The mushroom Amanita muscaria (fly agaric) is widely distributed throughout continental Europe and the UK. Its common name suggests that it had been used to kill flies, until superseded by arsenic. The bioactive compounds occurring in the mushroom remained a mystery for long periods of time, but eventually four hallucinogens were isolated from the fungus: muscarine, muscimol, muscazone and ibotenic acid. The shamans of Eastern Siberia used the mushroom as an inebriant and a hallucinogen. In 1912, Henry Dale suggested that muscarine (or a closely related substance) was the transmitter at the parasympathetic nerve endings, where it would produce lacrimation, salivation, sweating, bronchoconstriction and increased intestinal motility.
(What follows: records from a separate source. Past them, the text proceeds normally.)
use tokio::net::TcpListener;
use tracing_subscriber::EnvFilter;

#[tokio::main]
async fn main() -> Result<(), std::io::Error> {
    tracing_subscriber::fmt()
        .with_env_filter(EnvFilter::try_from_default_env().unwrap_or_else(|_| EnvFilter::new("info")))
        .init();

    let port = std::env::var("PORT").unwrap_or_else(|_| "3000".to_string());
    let api_key = std::env::var("REQRES_API_KEY").ok();
    let addr = format!("127.0.0.1:{port}");
    let listener = TcpListener::bind(&addr).await?;
    tracing::info!(%addr, api_key_required = api_key.is_some(), "listening");
    mock_server::run(listener, api_key).await
}
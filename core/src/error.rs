//! Error types for the reqres API client.
//!
//! # Design
//! HTTP error statuses are not errors here: a 404 or a 500 is a completed
//! call and comes back as an `HttpResponse`. `ApiError` only covers calls
//! that could not complete, bodies that could not be read, JSON that could
//! not be (de)serialized, and misuse of the factory or configuration.

use thiserror::Error;

/// Errors surfaced by the context, the verb wrapper and the factory.
#[derive(Debug, Error)]
pub enum ApiError {
    /// The transport could not complete the call (connection refused, DNS,
    /// timeout). Propagated unchanged from the underlying client.
    #[error(transparent)]
    Transport(#[from] reqwest::Error),

    /// The transport handle was released by `RequestContext::dispose`.
    #[error("transport handle has been disposed")]
    Disposed,

    /// The response body could not be read. The message is kept because the
    /// failure is memoised on the response and reported to every reader.
    #[error("response body unavailable: {0}")]
    Body(String),

    /// The request payload could not be serialized to JSON.
    #[error("serialization failed: {0}")]
    Serialization(String),

    /// The response body could not be deserialized into the expected type.
    #[error("deserialization failed: {0}")]
    Deserialization(String),

    /// The dynamic factory lookup received a name with no registered client.
    #[error("API \"{0}\" not found in ApiClientFactory")]
    UnknownKind(String),

    /// A configuration value could not be turned into a usable transport.
    #[error("invalid configuration: {0}")]
    InvalidConfig(String),
}
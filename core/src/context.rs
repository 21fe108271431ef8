//! Lifecycle owner for the single shared transport.
//!
//! # Design
//! The handle lives in a `OnceCell` behind a mutex-guarded `Arc`. `acquire`
//! clones the current cell and initialises it at most once, so concurrent
//! first callers all await the same in-flight construction. `dispose` swaps
//! in an empty cell and then releases the old handle; the next `acquire`
//! therefore builds a new one.

use std::sync::Arc;

use tokio::sync::{Mutex, OnceCell};

use crate::config::ClientConfig;
use crate::error::ApiError;
use crate::transport::{Connector, ReqwestConnector, TransportHandle};

#[derive(Debug, Clone, Copy, PartialEq, Eq)]
pub enum ContextState {
    Absent,
    Active,
}

/// Owns one transport handle at a time, built lazily from `ClientConfig`.
///
/// Construct it once in the test harness and pass it by reference. Call
/// `dispose` once after every client is done with the handle.
pub struct RequestContext {
    config: ClientConfig,
    connector: Box<dyn Connector>,
    slot: Mutex<Arc<OnceCell<TransportHandle>>>,
}

impl std::fmt::Debug for RequestContext {
    fn fmt(&self, f: &mut std::fmt::Formatter<'_>) -> std::fmt::Result {
        f.debug_struct("RequestContext")
            .field("config", &self.config)
            .finish_non_exhaustive()
    }
}

impl RequestContext {
    /// A context whose transport is a `ReqwestTransport`.
    pub fn new(config: ClientConfig) -> Self {
        Self::with_connector(config, ReqwestConnector)
    }

    pub fn with_connector(config: ClientConfig, connector: impl Connector + 'static) -> Self {
        Self {
            config,
            connector: Box::new(connector),
            slot: Mutex::new(Arc::new(OnceCell::new())),
        }
    }

    pub fn config(&self) -> &ClientConfig {
        &self.config
    }

    /// The shared handle, constructed on first use.
    ///
    /// A failed construction leaves the context absent; the error goes to
    /// whichever caller ran the connector and the next call tries again.
    pub async fn acquire(&self) -> Result<TransportHandle, ApiError> {
        let cell = self.slot.lock().await.clone();
        let handle = cell
            .get_or_try_init(|| async {
                tracing::info!(base_url = %self.config.base_url, "creating transport");
                self.connector.connect(&self.config).await
            })
            .await?;
        Ok(handle.clone())
    }

    /// Resets to absent and releases the previous handle. No-op when absent.
    ///
    /// A construction still in flight is awaited and its handle released,
    /// so the caller that started it receives an already disposed handle.
    pub async fn dispose(&self) {
        let previous = std::mem::take(&mut *self.slot.lock().await);
        // Waits out an in-flight init; with none running, leaves the cell empty.
        let settled = previous
            .get_or_try_init(|| async { Err::<TransportHandle, ()>(()) })
            .await
            .ok();
        match settled {
            Some(handle) => {
                handle.dispose().await;
                tracing::info!(base_url = %self.config.base_url, "transport disposed");
            }
            None => tracing::debug!("dispose called with no active transport"),
        }
    }

    pub async fn state(&self) -> ContextState {
        if self.slot.lock().await.initialized() {
            ContextState::Active
        } else {
            ContextState::Absent
        }
    }
}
He and Otto Loewi eventually isolated the transmitter and showed that it was not muscarine but acetylcholine. The receptor is now known variously as cholinergic or muscarinic. From this basic knowledge, drugs such as pilocarpine (cholinergic) and ipratropium (anticholinergic) have been shown to be of value in glaucoma and diseases of the lungs, respectively.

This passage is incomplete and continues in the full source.